Although Bardulf set out with the new King, Richard I on the Third Crusade, he turned back after a period in Messina, and returned to England. There, he was part of the administration during the Justiciarship of Hugh de Puiset, the Bishop of Durham, and William Longchamp, the Bishop of Ely. Longchamp gave him custody of Kenilworth Castle. Bardulf then was involved in the attempts of Walter de Coutances to remove Longchamp from office, which led to Longchamp excommunicating Bardulf. In 1193, Bardulf helped with the defences of Doncaster against the forces of Prince John, Richard's brother, who was rebelling against Richard while the king was on crusade. However, Bardulf refused to besiege Tickhill near Doncaster, because he was a vassal of John's, which led to him being denounced as a traitor. Although he was required to surrender his shrievalty of Yorkshire, he was immediately appointed to other sheriff offices. On 31 March 1194, Hugh was named an escheator for estates confiscated by Richard in the northern part of England in relation to John's rebellion.

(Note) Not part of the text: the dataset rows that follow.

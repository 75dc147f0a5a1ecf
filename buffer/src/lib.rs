//! Typed, bounds-checked binary reads and writes over byte slices.
//!
//! This crate moves fixed-width values (integers, floats, `bool`, `char`,
//! fixed-size arrays and user aggregates) between Rust values and borrowed
//! byte slices, in host order or in an explicit byte order.
//!
//! # Design Principles
//!
//! - **No unsafe code** - Every value is decoded from byte slices with
//!   `from_be_bytes`/`from_le_bytes`, never through pointer casts.
//! - **Bounded operations** - Every checked call compares the full request
//!   against the available bytes before transferring anything.
//! - **Two error styles** - Panic-style calls (`read`, `write`, ...) treat a
//!   short buffer as a bug; result-style calls (`try_read`, `try_write`, ...)
//!   report one [`ReadError`]/[`WriteError`] per value and never panic.
//! - **Borrowed storage** - Nothing here allocates or owns a buffer.
//!
//! # Example
//!
//! ```
//! use buffer::{read, try_read, write, BigEndian, LittleEndian, ReadError};
//!
//! let mut bytes = [0u8; 7];
//! write(&mut bytes, (BigEndian(0x0102u16), true, LittleEndian(0x0A0B_0C0Du32)));
//! assert_eq!(bytes, [0x01, 0x02, 0x01, 0x0D, 0x0C, 0x0B, 0x0A]);
//!
//! let (word, flag, long) = read::<(BigEndian<u16>, bool, LittleEndian<u32>)>(&bytes);
//! assert_eq!((word, flag, long), (0x0102, true, 0x0A0B_0C0D));
//!
//! let (first, second) = try_read::<(BigEndian<u32>, u32)>(&bytes);
//! assert_eq!(first, Ok(0x0102_010D));
//! assert_eq!(second, Err(ReadError::InsufficientBuffer));
//! ```

mod encoding;
mod error;
mod list;
mod read;
mod unchecked;
mod value;
mod view;
mod write;

pub use encoding::{BigEndian, ByteOrdered, Endian, LittleEndian};
pub use error::{ReadError, ReadResult, WriteError, WriteResult};
pub use list::{byte_count, range_byte_count, ValueList};
pub use read::{
    read, read_at, read_endian, read_range, read_range_at, try_read, try_read_at,
    try_read_endian, try_read_range, try_read_range_at,
};
pub use unchecked::{unchecked_read, unchecked_write};
pub use value::BufferValue;
pub use view::{ReadView, WriteView};
pub use write::{
    try_write, try_write_at, try_write_endian, try_write_range, try_write_range_at, write,
    write_at, write_endian, write_range, write_range_at,
};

While Richard was in captivity in Germany in 1193, Bardulf, along with William Marshall, Geoffrey fitzPeter and William Briwerre, was a recipient of letters from the captive king, urging the election of Hubert Walter as Archbishop of Canterbury.

Bardulf was also a financial administrator. He served as a Baron of the Exchequer during the reigns of Henry, Richard and John. In 1196, he was the collector of taxation in seven shires, along with Philip of Poitou, the bishop-elect of Durham. Around 1197, Hugh was named as responsible for the "bail and custody" of the Jewish population in England, along with William of Sainte-Mère-Eglise, the Bishop of London, who was his fellow escheator in the north. The office in charge of the bail and custody of the Jews was probably a forerunner of the office of Keeper of the Jews.

Bardulf continued to serve Richard until the king's death and then served John, who became king, until sometime before Michaelmas 1203, when records show that Bardulf was known to be deceased.

==Legacy and personal life==

Bardulf was known for his legal expertise, which led to him being one of the few justices mentioned by name in Glanvill, an early medieval English legal text, although whether by the original author or by a glossator, is unclear. His long career as a justice helped create a sense of continuity in judicial matters through the reigns of the Angevin kings. He remained on such good terms with Hubert Walter, that when Walter was appointed chancellor at the beginning of John's reign, Bardulf made a comment to the new chancellor that included a pointed barb about the last Archbishop of Canterbury to also be chancellor, Thomas Becket. Bardulf was on good enough terms that he was able to tease Walter "We have never heard nor seen an archbishop become a chancellor, but we have seen a chancellor become an archbishop."

The justice married Mabel de Limesy, daughter of Gerard de Limesy, and coheir with her sisters of their brother John de Limesy, with the marriage taking place in 1200. When he died, his heir was Robert Bardulf, his brother. Hugh Bardulf gave land capable of pasturing 500 sheep to Barlings Abbey. Robert, his heir, offered a £1,000 fine to receive the inheritance, and William de Briouze made an identical offer for the right to marry his son to Mabel, Hugh's widow.

After Bardulf's death, a legal case was brought against Bardulf's chaplain and constable, alleging that Bardulf had allowed his two servants to hear a case that should have been heard by the justice. The litigants charged that the two servants had wrongly decided the case, and after hearing the allegations, the royal justices at Westminster agreed and restored the disputed property to the litigants.